*What you should do*: Below is a block of records. Copy every line in it that contains the word "whole".

(Records contained in a dataset)
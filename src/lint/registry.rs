//! Rule registry for managing lint rules.
//!
//! The [`RuleRegistry`] stores all available lint rules and provides
//! methods for registering, retrieving, and iterating over them.

use std::collections::HashMap;

use super::rule::{LintRule, RuleId};
use super::rules::{
    AdjacentWhitespaceRule, AlphabeticalOrderRule, BundleIndentationRule, BundleOrderRule,
    LeadingWhitespaceRule, LibraryAttributesRule, LibraryBomCoverageRule, PluginAttributesRule,
    RichVersionOrderRule, TrailingWhitespaceRule,
};
use crate::catalog::Section;

/// Registry of all available lint rules.
pub struct RuleRegistry {
    rules: HashMap<RuleId, Box<dyn LintRule>>,
}

impl RuleRegistry {
    /// Create a new empty registry.
    pub fn new() -> Self {
        Self {
            rules: HashMap::new(),
        }
    }

    /// Create a registry with all built-in rules.
    pub fn with_builtins() -> Self {
        let mut registry = Self::new();
        registry.register(Box::new(LeadingWhitespaceRule));
        registry.register(Box::new(TrailingWhitespaceRule));
        registry.register(Box::new(AdjacentWhitespaceRule));
        registry.register(Box::new(AlphabeticalOrderRule));
        registry.register(Box::new(RichVersionOrderRule));
        registry.register(Box::new(LibraryAttributesRule));
        registry.register(Box::new(LibraryBomCoverageRule));
        registry.register(Box::new(BundleOrderRule));
        registry.register(Box::new(BundleIndentationRule));
        registry.register(Box::new(PluginAttributesRule));
        registry
    }

    /// Register a lint rule.
    pub fn register(&mut self, rule: Box<dyn LintRule>) {
        self.rules.insert(rule.id(), rule);
    }

    /// Get a rule by ID.
    pub fn get(&self, id: &RuleId) -> Option<&dyn LintRule> {
        self.rules.get(id).map(|r| r.as_ref())
    }

    /// Iterate over all rules.
    pub fn iter(&self) -> impl Iterator<Item = &dyn LintRule> {
        self.rules.values().map(|r| r.as_ref())
    }

    /// Iterate over the rules that check `section`.
    pub fn for_section(&self, section: Section) -> impl Iterator<Item = &dyn LintRule> {
        self.iter().filter(move |r| r.applies_to(section))
    }

    /// Get the number of registered rules.
    pub fn len(&self) -> usize {
        self.rules.len()
    }

    /// Check if the registry is empty.
    pub fn is_empty(&self) -> bool {
        self.rules.is_empty()
    }
}

impl Default for RuleRegistry {
    fn default() -> Self {
        Self::new()
    }
}
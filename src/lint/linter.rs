//! Catalog validation entry points.
//!
//! [`CatalogLinter`] runs the registered rules section by section and
//! merges the results into one ordered list. The BOM cross-reference check
//! runs first and fails on its own, before any per-entry rule.

use tracing::debug;

use super::bom::check_bom_declarations;
use super::diagnostic::LintDiagnostic;
use super::registry::RuleRegistry;
use super::rule::{LintContext, ParsedEntry};
use crate::catalog::{Catalog, Entry, Section};
use crate::config::BomRegistry;
use crate::error::{CatalogError, Result};

/// Validates catalogs against a rule registry and BOM settings.
pub struct CatalogLinter {
    registry: RuleRegistry,
    boms: BomRegistry,
}

impl CatalogLinter {
    /// Create a linter with all built-in rules.
    pub fn new(boms: BomRegistry) -> Self {
        Self::with_registry(RuleRegistry::with_builtins(), boms)
    }

    /// Create a linter with a custom rule set.
    pub fn with_registry(registry: RuleRegistry, boms: BomRegistry) -> Self {
        Self { registry, boms }
    }

    /// The BOM settings this linter checks against.
    pub fn boms(&self) -> &BomRegistry {
        &self.boms
    }

    /// Check the entries of one section.
    ///
    /// # Errors
    ///
    /// Returns `MalformedEntry` or `UnexpectedValue` if an entry can't be
    /// interpreted. Rule violations are returned as diagnostics, sorted.
    pub fn check_section(&self, section: Section, entries: &[Entry]) -> Result<Vec<LintDiagnostic>> {
        let parsed = ParsedEntry::parse_all(section, entries)?;
        Ok(self.run_rules(section, &parsed))
    }

    /// Check `[versions]` entries.
    pub fn check_versions(&self, entries: &[Entry]) -> Result<Vec<LintDiagnostic>> {
        self.check_section(Section::Versions, entries)
    }

    /// Check `[libraries]` entries.
    pub fn check_libraries(&self, entries: &[Entry]) -> Result<Vec<LintDiagnostic>> {
        self.check_section(Section::Libraries, entries)
    }

    /// Check `[bundles]` entries.
    pub fn check_bundles(&self, entries: &[Entry]) -> Result<Vec<LintDiagnostic>> {
        self.check_section(Section::Bundles, entries)
    }

    /// Check `[plugins]` entries.
    pub fn check_plugins(&self, entries: &[Entry]) -> Result<Vec<LintDiagnostic>> {
        self.check_section(Section::Plugins, entries)
    }

    /// Check a whole catalog and return every diagnostic, sorted.
    ///
    /// # Errors
    ///
    /// Returns `BomDeclarations` if the BOM settings don't match the
    /// catalog, or a structural error if any entry can't be interpreted.
    pub fn lint(&self, catalog: &Catalog) -> Result<Vec<LintDiagnostic>> {
        let mut parsed = Vec::with_capacity(Section::ALL.len());
        for section in Section::ALL {
            parsed.push((section, ParsedEntry::parse_all(section, catalog.section(section))?));
        }

        let libraries = parsed
            .iter()
            .find(|(section, _)| *section == Section::Libraries)
            .map(|(_, entries)| entries.as_slice())
            .unwrap_or_default();
        let problems = check_bom_declarations(libraries, &self.boms);
        if !problems.is_empty() {
            return Err(CatalogError::BomDeclarations { problems });
        }

        let mut diagnostics: Vec<LintDiagnostic> = parsed
            .iter()
            .flat_map(|(section, entries)| self.run_rules(*section, entries))
            .collect();
        diagnostics.sort();

        debug!(
            entries = catalog.len(),
            diagnostics = diagnostics.len(),
            "linted catalog"
        );
        Ok(diagnostics)
    }

    /// Check a whole catalog, failing if anything is wrong.
    ///
    /// # Errors
    ///
    /// Returns `Violations` with every diagnostic in reporting order, or
    /// any error [`lint`](Self::lint) returns.
    pub fn check(&self, catalog: &Catalog) -> Result<()> {
        let diagnostics = self.lint(catalog)?;
        if diagnostics.is_empty() {
            Ok(())
        } else {
            Err(CatalogError::Violations { diagnostics })
        }
    }

    fn run_rules(&self, section: Section, entries: &[ParsedEntry<'_>]) -> Vec<LintDiagnostic> {
        let ctx = LintContext {
            section,
            boms: &self.boms,
        };

        let mut diagnostics = Vec::new();
        for rule in self.registry.for_section(section) {
            let found = rule.check(entries, &ctx);
            debug!(rule = %rule.id(), %section, count = found.len(), "ran rule");
            diagnostics.extend(found);
        }
        diagnostics.sort();
        diagnostics
    }
}

impl Default for CatalogLinter {
    fn default() -> Self {
        Self::new(BomRegistry::default())
    }
}
//! Attribute order of rich versions.
//!
//! A rich version is an inline table of constraints. Whatever subset of
//! `strictly`, `require`, `prefer` and `reject` is present must appear in
//! that relative order. Other attributes are ignored.

use crate::catalog::{InlineTable, Section, Value};
use crate::lint::{LintContext, LintDiagnostic, LintRule, ParsedEntry, RuleId};

/// Constraint attributes in their required order.
pub const RICH_VERSION_ORDER: [&str; 4] = ["strictly", "require", "prefer", "reject"];

/// Requires rich version constraints in `strictly, require, prefer, reject`
/// order, both in `[versions]` and in a library's nested `version` table.
pub struct RichVersionOrderRule;

/// Whether the constraint attributes present in `table` are in order.
pub fn is_rich_version_sorted(table: &InlineTable) -> bool {
    let positions: Vec<usize> = table
        .keys()
        .filter_map(|k| RICH_VERSION_ORDER.iter().position(|c| *c == k))
        .collect();
    positions.windows(2).all(|w| w[0] < w[1])
}

impl LintRule for RichVersionOrderRule {
    fn id(&self) -> RuleId {
        RuleId::new("rich-version-order")
    }

    fn name(&self) -> &str {
        "Rich Version Order"
    }

    fn description(&self) -> &str {
        "Rich version constraints must be ordered strictly, require, prefer, reject"
    }

    fn applies_to(&self, section: Section) -> bool {
        matches!(section, Section::Versions | Section::Libraries)
    }

    fn check(&self, entries: &[ParsedEntry<'_>], ctx: &LintContext<'_>) -> Vec<LintDiagnostic> {
        entries
            .iter()
            .filter(|e| {
                let rich = match (ctx.section, e.value()) {
                    (Section::Versions, Value::Table(table)) => Some(table),
                    (Section::Libraries, Value::Table(table)) => table.get_table("version"),
                    _ => None,
                };
                rich.is_some_and(|t| !is_rich_version_sorted(t))
            })
            .map(|e| {
                LintDiagnostic::new(
                    self.id(),
                    e.span(),
                    format!(
                        "Version attributes of entry with alias '{}' are not sorted correctly. Required order: {}",
                        e.alias(),
                        RICH_VERSION_ORDER.join(", ")
                    ),
                )
            })
            .collect()
    }
}

#[cfg(test)]
mod tests {
    use super::*;
    use crate::config::BomRegistry;
    use crate::lint::rules::test_support::{lines, run};

    #[test]
    fn flags_unsorted_rich_version() {
        let entries = lines(&[r#"slf4j = { prefer = "1.7.25", strictly = "[1.7, 1.8[" }"#]);

        let diagnostics = run(&RichVersionOrderRule, Section::Versions, &entries, &BomRegistry::default());

        assert_eq!(
            diagnostics,
            vec!["Line 1: Version attributes of entry with alias 'slf4j' are not sorted correctly. Required order: strictly, require, prefer, reject"]
        );
    }

    #[test]
    fn accepts_sorted_rich_version() {
        let entries = lines(&[r#"slf4j = { strictly = "[1.7, 1.8[", prefer = "1.7.25" }"#]);

        assert!(run(&RichVersionOrderRule, Section::Versions, &entries, &BomRegistry::default()).is_empty());
    }

    #[test]
    fn checks_nested_library_version() {
        let entries = lines(&[
            r#"groovy = { group = "org.codehaus.groovy", name = "groovy", version = { reject = ["3.0.0"], require = "3.0.5" } }"#,
            r#"spock = { group = "org.spockframework", name = "spock-core", version = { require = "2.3", reject = ["2.0"] } }"#,
        ]);

        let diagnostics = run(&RichVersionOrderRule, Section::Libraries, &entries, &BomRegistry::default());

        assert_eq!(diagnostics.len(), 1);
        assert!(diagnostics[0].starts_with("Line 1: Version attributes of entry with alias 'groovy'"));
    }

    #[test]
    fn version_references_are_not_rich_versions() {
        let entries = lines(&[r#"groovy = { group = "g", name = "n", version.ref = "groovy" }"#]);

        assert!(run(&RichVersionOrderRule, Section::Libraries, &entries, &BomRegistry::default()).is_empty());
    }

    #[test]
    fn other_attributes_are_ignored() {
        let entries = lines(&[r#"kotlin = { because = "x", require = "2.0", reject = "1.9" }"#]);

        assert!(run(&RichVersionOrderRule, Section::Versions, &entries, &BomRegistry::default()).is_empty());
    }
}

*Task output*:
    /// Check a whole catalog and return every diagnostic, sorted.
    /// Check a whole catalog, failing if anything is wrong.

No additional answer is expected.